═══ Information given ═══
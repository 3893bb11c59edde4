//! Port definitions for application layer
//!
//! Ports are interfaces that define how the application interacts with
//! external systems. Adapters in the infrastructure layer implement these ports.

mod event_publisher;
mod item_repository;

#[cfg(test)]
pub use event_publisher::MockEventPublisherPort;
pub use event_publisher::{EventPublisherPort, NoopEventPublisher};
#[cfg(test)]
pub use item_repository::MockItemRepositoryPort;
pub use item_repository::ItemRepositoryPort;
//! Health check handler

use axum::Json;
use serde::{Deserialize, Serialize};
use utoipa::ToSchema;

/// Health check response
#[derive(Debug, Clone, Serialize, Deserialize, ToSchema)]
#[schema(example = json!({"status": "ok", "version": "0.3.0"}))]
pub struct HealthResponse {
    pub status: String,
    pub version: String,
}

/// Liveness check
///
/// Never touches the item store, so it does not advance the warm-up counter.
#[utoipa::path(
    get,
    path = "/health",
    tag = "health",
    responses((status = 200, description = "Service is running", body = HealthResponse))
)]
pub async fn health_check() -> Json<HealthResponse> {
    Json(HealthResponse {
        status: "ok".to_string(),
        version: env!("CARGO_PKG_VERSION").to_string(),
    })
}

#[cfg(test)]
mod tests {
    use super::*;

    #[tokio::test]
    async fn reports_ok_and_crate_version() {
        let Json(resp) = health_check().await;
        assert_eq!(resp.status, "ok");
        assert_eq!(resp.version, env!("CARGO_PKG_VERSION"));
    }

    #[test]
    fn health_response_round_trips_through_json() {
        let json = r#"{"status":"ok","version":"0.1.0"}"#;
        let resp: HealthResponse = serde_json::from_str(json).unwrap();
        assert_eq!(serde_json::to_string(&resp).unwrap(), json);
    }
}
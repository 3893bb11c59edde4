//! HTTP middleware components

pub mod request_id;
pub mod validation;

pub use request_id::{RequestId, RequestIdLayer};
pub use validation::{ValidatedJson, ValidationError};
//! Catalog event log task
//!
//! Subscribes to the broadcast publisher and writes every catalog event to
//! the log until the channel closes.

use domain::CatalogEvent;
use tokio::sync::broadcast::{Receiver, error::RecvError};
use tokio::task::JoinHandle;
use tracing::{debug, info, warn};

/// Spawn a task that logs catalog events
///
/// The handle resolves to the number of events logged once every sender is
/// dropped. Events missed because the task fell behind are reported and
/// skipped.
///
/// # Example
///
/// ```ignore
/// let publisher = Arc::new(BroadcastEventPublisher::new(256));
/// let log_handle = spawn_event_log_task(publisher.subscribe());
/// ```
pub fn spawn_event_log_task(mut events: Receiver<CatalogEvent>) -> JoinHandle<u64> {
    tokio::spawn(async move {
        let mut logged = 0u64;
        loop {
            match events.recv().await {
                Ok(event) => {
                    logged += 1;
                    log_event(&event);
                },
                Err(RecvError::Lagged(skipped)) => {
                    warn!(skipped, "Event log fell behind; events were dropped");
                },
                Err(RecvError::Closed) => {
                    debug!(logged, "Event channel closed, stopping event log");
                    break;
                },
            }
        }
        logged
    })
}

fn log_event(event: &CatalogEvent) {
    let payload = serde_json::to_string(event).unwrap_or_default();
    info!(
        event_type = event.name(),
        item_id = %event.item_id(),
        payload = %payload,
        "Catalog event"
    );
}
═══
What the task asks:
The reply must present every entry, transcribed with its exact wording.

Your response:
repository 3893bb11c59edde4
//! Port definitions for application layer
//!
//! Ports are interfaces that define how the application interacts with
//! external systems. Adapters in the infrastructure layer implement these ports.

mod event_publisher;
mod item_repository;

#[cfg(test)]
pub use event_publisher::MockEventPublisherPort;
pub use event_publisher::{EventPublisherPort, NoopEventPublisher};
#[cfg(test)]
pub use item_repository::MockItemRepositoryPort;
pub use item_repository::ItemRepositoryPort;
//! Health check handler

use axum::Json;
use serde::{Deserialize, Serialize};
use utoipa::ToSchema;

/// Health check response
#[derive(Debug, Clone, Serialize, Deserialize, ToSchema)]
#[schema(example = json!({"status": "ok", "version": "0.3.0"}))]
pub struct HealthResponse {
    pub status: String,
    pub version: String,
}

/// Liveness check
///
/// Never touches the item store, so it does not advance the warm-up counter.
#[utoipa::path(
    get,
    path = "/health",
    tag = "health",
    responses((status = 200, description = "Service is running", body = HealthResponse))
)]
pub async fn health_check() -> Json<HealthResponse> {
    Json(HealthResponse {
        status: "ok".to_string(),
        version: env!("CARGO_PKG_VERSION").to_string(),
    })
}

#[cfg(test)]
mod tests {
    use super::*;

    #[tokio::test]
    async fn reports_ok_and_crate_version() {
        let Json(resp) = health_check().await;
        assert_eq!(resp.status, "ok");
        assert_eq!(resp.version, env!("CARGO_PKG_VERSION"));
    }

    #[test]
    fn health_response_round_trips_through_json() {
        let json = r#"{"status":"ok","version":"0.1.0"}"#;
        let resp: HealthResponse = serde_json::from_str(json).unwrap();
        assert_eq!(serde_json::to_string(&resp).unwrap(), json);
    }
}
repository 3893bb11c59edde4
//! HTTP middleware components

pub mod request_id;
pub mod validation;

pub use request_id::{RequestId, RequestIdLayer};
pub use validation::{ValidatedJson, ValidationError};
//! Catalog event log task
//!
//! Subscribes to the broadcast publisher and writes every catalog event to
//! the log until the channel closes.

use domain::CatalogEvent;
use tokio::sync::broadcast::{Receiver, error::RecvError};
use tokio::task::JoinHandle;
use tracing::{debug, info, warn};

/// Spawn a task that logs catalog events
///
/// The handle resolves to the number of events logged once every sender is
/// dropped. Events missed because the task fell behind are reported and
/// skipped.
///
/// # Example
///
/// ```ignore
/// let publisher = Arc::new(BroadcastEventPublisher::new(256));
/// let log_handle = spawn_event_log_task(publisher.subscribe());
/// ```
pub fn spawn_event_log_task(mut events: Receiver<CatalogEvent>) -> JoinHandle<u64> {
    tokio::spawn(async move {
        let mut logged = 0u64;
        loop {
            match events.recv().await {
                Ok(event) => {
                    logged += 1;
                    log_event(&event);
                },
                Err(RecvError::Lagged(skipped)) => {
                    warn!(skipped, "Event log fell behind; events were dropped");
                },
                Err(RecvError::Closed) => {
                    debug!(logged, "Event channel closed, stopping event log");
                    break;
                },
            }
        }
        logged
    })
}

fn log_event(event: &CatalogEvent) {
    let payload = serde_json::to_string(event).unwrap_or_default();
    info!(
        event_type = event.name(),
        item_id = %event.item_id(),
        payload = %payload,
        "Catalog event"
    );
}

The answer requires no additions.